# [REQUIRED WORK]
Repeat the stretch of entries below from the line with "use brewlink_core::MachineStatus;" through the line with "if it tripped.". Include both ends and add nothing.
RECORDS Start Marker
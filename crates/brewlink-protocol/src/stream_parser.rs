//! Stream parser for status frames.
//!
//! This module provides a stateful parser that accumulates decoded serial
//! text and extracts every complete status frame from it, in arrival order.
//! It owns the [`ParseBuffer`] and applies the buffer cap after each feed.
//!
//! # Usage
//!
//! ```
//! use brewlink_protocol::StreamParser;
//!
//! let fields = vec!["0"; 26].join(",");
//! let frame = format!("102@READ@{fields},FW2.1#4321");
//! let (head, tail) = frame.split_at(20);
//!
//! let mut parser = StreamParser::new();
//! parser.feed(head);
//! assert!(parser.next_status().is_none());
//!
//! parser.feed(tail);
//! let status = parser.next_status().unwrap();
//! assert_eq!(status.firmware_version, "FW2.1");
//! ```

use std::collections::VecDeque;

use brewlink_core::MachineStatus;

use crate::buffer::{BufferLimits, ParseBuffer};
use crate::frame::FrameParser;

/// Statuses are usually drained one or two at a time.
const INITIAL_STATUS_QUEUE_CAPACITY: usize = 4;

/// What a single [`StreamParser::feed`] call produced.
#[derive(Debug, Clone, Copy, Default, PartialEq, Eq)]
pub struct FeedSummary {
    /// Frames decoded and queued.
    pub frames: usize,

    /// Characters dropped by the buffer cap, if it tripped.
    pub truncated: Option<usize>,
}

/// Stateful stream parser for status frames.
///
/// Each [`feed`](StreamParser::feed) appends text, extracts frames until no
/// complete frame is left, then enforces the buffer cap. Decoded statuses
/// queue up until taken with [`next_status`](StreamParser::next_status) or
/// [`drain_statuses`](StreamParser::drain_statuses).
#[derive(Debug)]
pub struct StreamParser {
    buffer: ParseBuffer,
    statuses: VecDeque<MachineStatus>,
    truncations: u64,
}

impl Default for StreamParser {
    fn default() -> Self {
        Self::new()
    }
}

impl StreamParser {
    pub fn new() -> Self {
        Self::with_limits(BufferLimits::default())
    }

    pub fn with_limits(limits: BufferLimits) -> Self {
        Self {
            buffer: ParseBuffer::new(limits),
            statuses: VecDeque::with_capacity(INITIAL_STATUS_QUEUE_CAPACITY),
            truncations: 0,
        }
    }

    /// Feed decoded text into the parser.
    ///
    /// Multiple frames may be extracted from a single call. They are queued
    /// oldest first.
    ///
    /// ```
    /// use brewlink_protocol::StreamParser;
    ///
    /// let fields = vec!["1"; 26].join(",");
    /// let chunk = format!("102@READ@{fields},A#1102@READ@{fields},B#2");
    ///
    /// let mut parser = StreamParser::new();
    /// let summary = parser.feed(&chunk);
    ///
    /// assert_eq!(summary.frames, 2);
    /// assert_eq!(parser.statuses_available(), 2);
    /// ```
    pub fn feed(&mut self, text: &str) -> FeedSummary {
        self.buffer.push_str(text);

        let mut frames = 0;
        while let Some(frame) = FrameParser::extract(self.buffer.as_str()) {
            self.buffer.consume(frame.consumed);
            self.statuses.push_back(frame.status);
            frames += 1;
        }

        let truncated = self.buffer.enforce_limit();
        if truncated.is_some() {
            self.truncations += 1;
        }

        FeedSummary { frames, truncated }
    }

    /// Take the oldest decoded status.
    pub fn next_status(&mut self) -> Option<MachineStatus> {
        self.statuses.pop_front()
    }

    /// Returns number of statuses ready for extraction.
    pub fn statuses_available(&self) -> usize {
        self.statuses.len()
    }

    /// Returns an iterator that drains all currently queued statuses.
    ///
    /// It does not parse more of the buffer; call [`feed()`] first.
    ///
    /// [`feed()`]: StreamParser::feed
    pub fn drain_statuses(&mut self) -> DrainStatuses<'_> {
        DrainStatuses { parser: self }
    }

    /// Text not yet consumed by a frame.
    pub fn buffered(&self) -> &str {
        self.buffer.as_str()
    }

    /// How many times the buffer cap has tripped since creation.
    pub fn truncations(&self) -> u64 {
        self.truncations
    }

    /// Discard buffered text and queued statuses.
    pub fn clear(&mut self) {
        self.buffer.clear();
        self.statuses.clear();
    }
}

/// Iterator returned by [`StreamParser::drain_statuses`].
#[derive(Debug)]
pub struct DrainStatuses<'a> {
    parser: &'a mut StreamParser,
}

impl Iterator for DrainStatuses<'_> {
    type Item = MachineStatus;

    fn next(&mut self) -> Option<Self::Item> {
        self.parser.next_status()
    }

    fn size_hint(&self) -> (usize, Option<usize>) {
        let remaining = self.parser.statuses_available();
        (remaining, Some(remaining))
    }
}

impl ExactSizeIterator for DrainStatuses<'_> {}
RECORDS End Marker
RECORDS Start Marker
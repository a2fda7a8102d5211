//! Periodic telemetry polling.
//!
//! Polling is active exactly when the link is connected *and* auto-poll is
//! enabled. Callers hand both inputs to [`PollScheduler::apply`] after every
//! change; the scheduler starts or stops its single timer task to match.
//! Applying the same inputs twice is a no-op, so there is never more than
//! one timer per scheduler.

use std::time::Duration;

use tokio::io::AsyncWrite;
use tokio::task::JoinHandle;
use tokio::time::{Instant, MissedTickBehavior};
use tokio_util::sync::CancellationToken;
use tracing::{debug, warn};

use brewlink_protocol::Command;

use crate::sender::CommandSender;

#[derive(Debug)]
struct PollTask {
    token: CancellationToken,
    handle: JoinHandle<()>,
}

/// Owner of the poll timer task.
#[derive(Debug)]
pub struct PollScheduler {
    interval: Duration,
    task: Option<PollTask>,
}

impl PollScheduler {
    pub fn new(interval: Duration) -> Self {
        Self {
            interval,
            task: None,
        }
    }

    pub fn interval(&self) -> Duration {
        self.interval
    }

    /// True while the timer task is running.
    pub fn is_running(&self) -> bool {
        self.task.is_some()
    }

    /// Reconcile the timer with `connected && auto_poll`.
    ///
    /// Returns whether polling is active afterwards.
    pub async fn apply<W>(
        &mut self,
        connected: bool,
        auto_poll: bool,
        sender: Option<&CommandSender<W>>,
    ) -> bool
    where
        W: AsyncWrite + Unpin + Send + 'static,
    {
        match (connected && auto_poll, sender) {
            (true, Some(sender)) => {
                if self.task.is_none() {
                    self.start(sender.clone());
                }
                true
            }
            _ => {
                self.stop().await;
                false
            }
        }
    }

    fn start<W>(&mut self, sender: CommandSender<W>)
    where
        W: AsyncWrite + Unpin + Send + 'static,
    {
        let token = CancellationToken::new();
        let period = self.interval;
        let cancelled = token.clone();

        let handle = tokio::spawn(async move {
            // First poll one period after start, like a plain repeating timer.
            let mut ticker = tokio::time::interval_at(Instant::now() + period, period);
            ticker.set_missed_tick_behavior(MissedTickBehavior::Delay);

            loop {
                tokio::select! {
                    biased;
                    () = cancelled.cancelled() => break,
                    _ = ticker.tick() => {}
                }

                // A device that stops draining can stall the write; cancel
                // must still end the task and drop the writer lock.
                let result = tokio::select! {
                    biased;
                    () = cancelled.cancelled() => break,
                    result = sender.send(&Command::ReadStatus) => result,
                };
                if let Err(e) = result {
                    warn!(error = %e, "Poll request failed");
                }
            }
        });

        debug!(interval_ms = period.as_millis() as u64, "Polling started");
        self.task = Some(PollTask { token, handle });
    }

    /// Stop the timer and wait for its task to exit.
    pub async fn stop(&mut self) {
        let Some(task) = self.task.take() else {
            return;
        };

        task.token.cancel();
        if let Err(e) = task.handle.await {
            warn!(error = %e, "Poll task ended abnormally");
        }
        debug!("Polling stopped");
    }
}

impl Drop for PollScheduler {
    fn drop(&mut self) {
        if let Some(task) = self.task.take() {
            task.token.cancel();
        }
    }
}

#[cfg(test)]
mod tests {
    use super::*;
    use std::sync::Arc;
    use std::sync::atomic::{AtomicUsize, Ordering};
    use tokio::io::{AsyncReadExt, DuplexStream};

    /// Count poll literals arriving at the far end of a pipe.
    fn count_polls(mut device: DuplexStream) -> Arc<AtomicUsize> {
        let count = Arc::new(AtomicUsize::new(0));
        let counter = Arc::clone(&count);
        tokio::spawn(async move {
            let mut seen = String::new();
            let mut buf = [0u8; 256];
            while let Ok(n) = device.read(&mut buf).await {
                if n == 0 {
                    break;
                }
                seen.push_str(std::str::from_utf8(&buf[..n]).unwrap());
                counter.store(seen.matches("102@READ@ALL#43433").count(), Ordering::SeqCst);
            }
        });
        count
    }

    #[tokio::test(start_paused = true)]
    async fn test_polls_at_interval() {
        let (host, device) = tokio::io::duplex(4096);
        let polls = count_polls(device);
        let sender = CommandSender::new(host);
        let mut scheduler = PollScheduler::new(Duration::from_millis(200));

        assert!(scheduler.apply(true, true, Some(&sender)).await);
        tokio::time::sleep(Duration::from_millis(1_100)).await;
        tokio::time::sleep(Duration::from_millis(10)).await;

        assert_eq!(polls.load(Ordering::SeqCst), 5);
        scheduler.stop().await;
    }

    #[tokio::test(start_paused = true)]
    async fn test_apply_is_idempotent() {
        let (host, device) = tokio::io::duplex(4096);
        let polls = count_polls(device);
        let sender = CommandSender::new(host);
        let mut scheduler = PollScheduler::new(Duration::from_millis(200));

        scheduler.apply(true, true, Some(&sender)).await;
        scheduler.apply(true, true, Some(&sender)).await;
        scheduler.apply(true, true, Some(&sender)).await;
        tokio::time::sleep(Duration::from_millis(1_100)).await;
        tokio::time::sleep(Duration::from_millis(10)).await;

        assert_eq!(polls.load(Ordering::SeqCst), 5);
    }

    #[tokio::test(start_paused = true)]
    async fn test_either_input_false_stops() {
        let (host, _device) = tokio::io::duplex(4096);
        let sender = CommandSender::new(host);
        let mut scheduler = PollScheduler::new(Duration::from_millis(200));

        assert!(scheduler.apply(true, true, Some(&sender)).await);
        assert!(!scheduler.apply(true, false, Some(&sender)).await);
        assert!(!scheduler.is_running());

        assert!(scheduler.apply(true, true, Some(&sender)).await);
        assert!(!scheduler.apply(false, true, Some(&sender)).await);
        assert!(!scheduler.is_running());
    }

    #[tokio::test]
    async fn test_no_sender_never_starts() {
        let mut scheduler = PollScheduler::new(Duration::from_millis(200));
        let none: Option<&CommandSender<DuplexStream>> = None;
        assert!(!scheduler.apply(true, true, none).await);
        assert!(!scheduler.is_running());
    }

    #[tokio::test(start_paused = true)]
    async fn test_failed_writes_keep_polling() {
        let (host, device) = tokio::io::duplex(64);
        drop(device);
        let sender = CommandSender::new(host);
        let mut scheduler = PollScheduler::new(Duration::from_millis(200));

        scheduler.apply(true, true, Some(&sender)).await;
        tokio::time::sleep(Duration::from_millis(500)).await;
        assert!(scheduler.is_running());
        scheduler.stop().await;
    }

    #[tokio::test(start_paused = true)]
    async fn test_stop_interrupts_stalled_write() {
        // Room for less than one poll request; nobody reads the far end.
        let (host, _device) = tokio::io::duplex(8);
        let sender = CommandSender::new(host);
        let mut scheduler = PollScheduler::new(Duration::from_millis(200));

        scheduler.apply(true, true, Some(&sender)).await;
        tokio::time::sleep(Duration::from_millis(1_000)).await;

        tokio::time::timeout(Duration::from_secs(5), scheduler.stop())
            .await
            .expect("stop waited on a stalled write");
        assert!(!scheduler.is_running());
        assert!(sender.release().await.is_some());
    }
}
RECORDS End Marker
# [PROBLEM SOLUTION]
use brewlink_core::MachineStatus;

use crate::buffer::{BufferLimits, ParseBuffer};
use crate::frame::FrameParser;

/// Statuses are usually drained one or two at a time.
const INITIAL_STATUS_QUEUE_CAPACITY: usize = 4;

/// What a single [`StreamParser::feed`] call produced.
#[derive(Debug, Clone, Copy, Default, PartialEq, Eq)]
pub struct FeedSummary {
    /// Frames decoded and queued.
    pub frames: usize,

    /// Characters dropped by the buffer cap, if it tripped.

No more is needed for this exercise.